### SUPPLIED INFORMATION

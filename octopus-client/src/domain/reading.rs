use std::fmt;

use serde::Deserialize;
use time::OffsetDateTime;

/// One half-hourly consumption interval as returned by the metering API.
#[derive(Debug, Clone, PartialEq, Deserialize)]
pub struct Reading {
    #[serde(with = "time::serde::rfc3339")]
    pub interval_start: OffsetDateTime,
    #[serde(with = "time::serde::rfc3339")]
    pub interval_end: OffsetDateTime,
    /// kWh consumed over the interval.
    pub consumption: f64,
}

#[derive(Debug, Clone, Copy, PartialEq, Eq, Hash, PartialOrd, Ord, Deserialize)]
#[serde(rename_all = "lowercase")]
pub enum ReadingType {
    Electricity,
    Gas,
}

impl ReadingType {
    pub fn as_str(self) -> &'static str {
        match self {
            ReadingType::Electricity => "electricity",
            ReadingType::Gas => "gas",
        }
    }
}

impl fmt::Display for ReadingType {
    fn fmt(&self, f: &mut fmt::Formatter<'_>) -> fmt::Result {
        f.write_str(self.as_str())
    }
}
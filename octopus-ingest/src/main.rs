use anyhow::{bail, Result};
use clap::Parser;
use octopus_client::OctopusClient;
use octopus_ingest::{
    config::{AppConfig, Args},
    labels::LabelBuilder,
    observability,
    pipeline::Backfill,
    sinks::RemoteWriteClient,
    sources::OctopusSource,
};
use time::OffsetDateTime;

#[tokio::main(flavor = "current_thread")]
async fn main() -> Result<()> {
    let args = Args::parse();
    observability::init_tracing();

    // Load configuration (OCTOPUS_INGEST_CONFIG points at the TOML file).
    let mut cfg = AppConfig::load()?;
    cfg.backfill.apply_args(&args);
    let targets = cfg.targets()?;

    if let Some(metrics_cfg) = &cfg.metrics {
        observability::init_metrics(&metrics_cfg.bind_addr)?;
    }

    let client = OctopusClient::new(
        &cfg.octopus.api_url,
        &cfg.octopus.api_key,
        cfg.octopus_timeout(),
    )?;

    let mut sink = RemoteWriteClient::new(&cfg.remote_write.url, cfg.remote_write_timeout())?;
    let remote = &cfg.remote_write;
    if let (Some(username), Some(password)) = (&remote.username, &remote.password) {
        sink = sink.with_basic_auth(username, password);
    }

    let backfill = Backfill {
        source: OctopusSource::new(client),
        sink,
        labels: LabelBuilder::new(cfg.labels.clone()),
        options: cfg.backfill_options(),
        start: cfg.start_mode(),
    };

    let runs = backfill.run_all(&targets, OffsetDateTime::now_utc()).await;
    for run in &runs {
        if let Some(e) = run.error() {
            bail!(
                "{} backfill failed after pushing {} readings (cursor {}): {e}",
                run.reading_type,
                run.readings_pushed,
                run.cursor
            );
        }

        tracing::info!(
            reading_type = %run.reading_type,
            pushed = run.readings_pushed,
            skipped = run.readings_skipped,
            "pushed consumption to remote write"
        );
    }

    Ok(())
}
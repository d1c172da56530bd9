use octopus_client::Reading;
use time::{macros::datetime, Duration, OffsetDateTime};

/// Where a full backfill starts; older than any smart meter reading.
pub const FULL_BACKFILL_EPOCH: OffsetDateTime = datetime!(2000-01-01 00:00:00 UTC);

#[derive(Debug, Clone, Copy, PartialEq, Eq)]
pub enum StartMode {
    Lookback(Duration),
    Full,
}

/// Time boundary the next page fetch starts from.
///
/// Scoped to a single reading type. Only moves forward.
#[derive(Debug, Clone, Copy, PartialEq, Eq)]
pub struct Cursor {
    from: OffsetDateTime,
}

impl Cursor {
    pub fn starting_at(from: OffsetDateTime) -> Self {
        Self { from }
    }

    /// A lookback reaching past the representable range starts from
    /// [`FULL_BACKFILL_EPOCH`].
    pub fn initial(now: OffsetDateTime, mode: StartMode) -> Self {
        match mode {
            StartMode::Lookback(lookback) => {
                Self::starting_at(now.checked_sub(lookback).unwrap_or(FULL_BACKFILL_EPOCH))
            }
            StartMode::Full => Self::starting_at(FULL_BACKFILL_EPOCH),
        }
    }

    pub fn current(&self) -> OffsetDateTime {
        self.from
    }

    /// Move to the end of `last`. Returns false, leaving the cursor where it
    /// was, when that would not move it forward.
    pub fn advance(&mut self, last: &Reading) -> bool {
        if last.interval_end <= self.from {
            return false;
        }
        self.from = last.interval_end;
        true
    }
}
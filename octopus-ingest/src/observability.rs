use std::net::SocketAddr;

use anyhow::Context;
use metrics_exporter_prometheus::PrometheusBuilder;
use tracing_subscriber::EnvFilter;

pub fn init_tracing() {
    let filter = EnvFilter::try_from_default_env()
        .unwrap_or_else(|_| EnvFilter::new("octopus_ingest=info,octopus_client=info"));

    tracing_subscriber::fmt()
        .with_env_filter(filter)
        .with_target(false)
        .init();
}

/// Serve the process metrics at `http://<bind_addr>/metrics` for the rest of the run.
///
/// Must be called from within the tokio runtime.
pub fn init_metrics(bind_addr: &str) -> anyhow::Result<()> {
    let addr: SocketAddr = bind_addr
        .parse()
        .with_context(|| format!("invalid metrics.bind_addr '{bind_addr}'"))?;

    PrometheusBuilder::new()
        .with_http_listener(addr)
        .install()
        .context("failed to install Prometheus metrics exporter")?;

    tracing::info!(%addr, "metrics exporter listening");
    Ok(())
}
use crate::pipeline::PipelineError;
use octopus_client::Reading;
use time::macros::datetime;

/// Pure validation of a `Reading` before it is serialised.
///
/// Rules:
/// - consumption must be finite and non-negative.
/// - interval_end must be after interval_start.
/// - interval_start must be within a broad sanity window [2000-01-01, 2100-01-01).
pub fn validate_reading(reading: &Reading) -> Result<(), PipelineError> {
    if !reading.consumption.is_finite() {
        return Err(PipelineError::Encode(format!(
            "consumption {} is not finite",
            reading.consumption
        )));
    }

    if reading.consumption < 0.0 {
        return Err(PipelineError::Encode("consumption must be non-negative".to_string()));
    }

    if reading.interval_end <= reading.interval_start {
        return Err(PipelineError::Encode(format!(
            "interval ending {} does not follow its start {}",
            reading.interval_end, reading.interval_start
        )));
    }

    let min_ts = datetime!(2000-01-01 00:00:00 UTC);
    let max_ts = datetime!(2100-01-01 00:00:00 UTC);

    if reading.interval_start < min_ts || reading.interval_start >= max_ts {
        return Err(PipelineError::Encode("timestamp out of allowed range".to_string()));
    }

    Ok(())
}
//! Refresh behaviour suite.

mod bdd_steps;
mod scenarios;
mod test_helpers;
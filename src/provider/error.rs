//! Error taxonomy shared by every cloud provider backend.

use std::fmt;
use std::time::Duration;

use thiserror::Error;

/// Optional provider operations that a backend may decline to implement.
#[derive(Clone, Copy, Debug, Eq, Hash, PartialEq)]
pub enum Capability {
    /// Node and pod pricing.
    Pricing,
    /// Enumeration of machine types that can back a new node group.
    MachineTypes,
    /// Creation of node groups that do not yet exist on the backend.
    NewNodeGroup,
}

impl fmt::Display for Capability {
    fn fmt(&self, f: &mut fmt::Formatter<'_>) -> fmt::Result {
        let label = match self {
            Self::Pricing => "pricing",
            Self::MachineTypes => "machine type listing",
            Self::NewNodeGroup => "node group creation",
        };
        f.write_str(label)
    }
}

/// Coarse classification used by callers to decide how to react to an error.
#[derive(Clone, Copy, Debug, Eq, Hash, PartialEq)]
pub enum ErrorKind {
    /// Provider could not be built; start-up must abort.
    Construction,
    /// The backend does not offer the requested optional operation.
    CapabilityUnsupported,
    /// A cache entry violates an invariant.
    DataIntegrity,
    /// The backend could not be reached or refreshed; retry next tick.
    Refresh,
    /// A handle refers to a node group that is no longer cached.
    NotFound,
    /// Releasing backend resources failed.
    Cleanup,
}

/// Errors surfaced by cloud providers, node groups, and managers.
#[derive(Clone, Debug, Error, Eq, PartialEq)]
pub enum ProviderError {
    /// Raised while building a provider; never returned afterwards.
    #[error("failed to build cloud provider: {reason}")]
    Construction {
        /// Description of what made construction fail.
        reason: String,
    },
    /// Raised by optional operations the backend does not implement.
    #[error("{capability} is not implemented by this cloud provider")]
    Unsupported {
        /// Operation that was requested.
        capability: Capability,
    },
    /// Raised when a cached node has no pool assignment.
    #[error("missing node pool name for node {node_name} ({node_id})")]
    DataIntegrity {
        /// Kubernetes node name.
        node_name: String,
        /// Backend node identifier.
        node_id: String,
    },
    /// Raised when pulling fresh state from the backend fails.
    #[error("failed to refresh backend state: {message}")]
    Refresh {
        /// Message reported by the backend client.
        message: String,
    },
    /// Raised when a backend operation exceeds its time budget.
    #[error("timed out after {after:?} waiting for {operation}")]
    Timeout {
        /// Operation that was cut short.
        operation: Operation,
        /// Budget that was exceeded.
        after: Duration,
    },
    /// Raised when a node group handle outlives its cached pool.
    #[error("node group {id} is not present in the cache")]
    UnknownNodeGroup {
        /// Identifier carried by the stale handle.
        id: String,
    },
    /// Raised when releasing backend resources fails.
    #[error("failed to clean up cloud provider: {message}")]
    Cleanup {
        /// Message reported by the backend client.
        message: String,
    },
}

/// Backend operations that run under a timeout.
#[derive(Clone, Copy, Debug, Eq, Hash, PartialEq)]
pub enum Operation {
    /// Pulling pools and nodes from the backend.
    Refresh,
    /// Releasing backend connections.
    Cleanup,
}

impl fmt::Display for Operation {
    fn fmt(&self, f: &mut fmt::Formatter<'_>) -> fmt::Result {
        f.write_str(match self {
            Self::Refresh => "refresh",
            Self::Cleanup => "cleanup",
        })
    }
}

impl ProviderError {
    /// Builds the shared signal for an unimplemented optional operation.
    #[must_use]
    pub const fn unsupported(capability: Capability) -> Self {
        Self::Unsupported { capability }
    }

    /// Builds a construction error from any displayable cause.
    #[must_use]
    pub fn construction(reason: impl fmt::Display) -> Self {
        Self::Construction {
            reason: reason.to_string(),
        }
    }

    /// Classifies the error.
    #[must_use]
    pub const fn kind(&self) -> ErrorKind {
        match self {
            Self::Construction { .. } => ErrorKind::Construction,
            Self::Unsupported { .. } => ErrorKind::CapabilityUnsupported,
            Self::DataIntegrity { .. } => ErrorKind::DataIntegrity,
            Self::Refresh { .. }
            | Self::Timeout {
                operation: Operation::Refresh,
                ..
            } => ErrorKind::Refresh,
            Self::UnknownNodeGroup { .. } => ErrorKind::NotFound,
            Self::Cleanup { .. }
            | Self::Timeout {
                operation: Operation::Cleanup,
                ..
            } => ErrorKind::Cleanup,
        }
    }

    /// Reports whether this is the unsupported-capability signal.
    #[must_use]
    pub const fn is_unsupported(&self) -> bool {
        matches!(self.kind(), ErrorKind::CapabilityUnsupported)
    }
}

######

◆ **WHAT YOU SHOULD DO**
When a line contains the string "Some", copy it from the records.

◆ **SOLVED PROBLEM**
    if let Some(metrics_cfg) = &cfg.metrics {
    if let (Some(username), Some(password)) = (&remote.username, &remote.password) {
        if let Some(e) = run.error() {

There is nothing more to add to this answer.